We can how represent each product of two neighboring (cyclically) numbers like $$ x_1 x_2 = Q\dfrac{x_1}{x_2} + x_1(x_2 - \dfrac{Q}{x_2})\,.$$

Then we have $$ x_1 x_2 + x_2 x_3 + \cdots + x_n x_1 = x_1(x_2 - \dfrac{Q}{x_2}) + x_2(x_3 - \dfrac{Q}{x_3}) + \cdots + x_n(x_1 - \dfrac{Q}{x_1}) $$ since $n$ terms of the type $Q\dfrac{x_{k-1}}{x_k}$ sum to zero due to the equality condition on our numbers.
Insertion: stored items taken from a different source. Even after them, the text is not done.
//! # Attaché Core
//!
//! Domain types, the vendor-API trait, and error definitions for the
//! Attaché assistant wrapper. This crate defines the model the other
//! crates implement against: the HTTP client in `attache-client`, the
//! actor in `attache-agent`.
//!
//! All durable state (threads, messages, files, vector stores, runs)
//! lives in the remote vendor service; the types here are either inbound
//! message shapes or opaque back-references to that remote state.

pub mod api;
pub mod error;
pub mod event;
pub mod message;

// Re-export key types at crate root for ergonomics
pub use api::{
    AssistantsApi, BatchStatus, DeletionStatus, FileObject, FilePurpose, ListOrder, MessageContent,
    MessagePage, PageRequest, ThreadMessage, ToolResources, VectorStoreFileBatch,
};
pub use error::{ApiError, Error, Result};
pub use event::{RunEvent, RunEventSink, RunStatus, SinkFactory};
pub use message::{
    AgentMessage, AssistantId, Reset, TextMessage, ThreadId, UploadForCodeInterpreter,
    UploadForFileSearch, VectorStoreId,
};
On the other hand, for each $l = 1\ldots n$ we have: $$ | x_l - \dfrac{Q}{x_l} | \le \max_{1\le k\le n}|x_{k}| - \min_{1\le k\le n}|x_{k}|\,,$$ that implies: $$ | x_{l-1}(x_l - \dfrac{Q}{x_l}) | \le |x_{l-1}|\Bigg(\max_{1\le k\le n}|x_{k}| - \min_{1\le k\le n}|x_{k}|\Bigg)\,.$$ When we sum all $n$ such inequalities, we’ll virtually obtain the inequality that has to be demonstrated (up to applying the triangle inequality for the absolute value function at the left-hand side).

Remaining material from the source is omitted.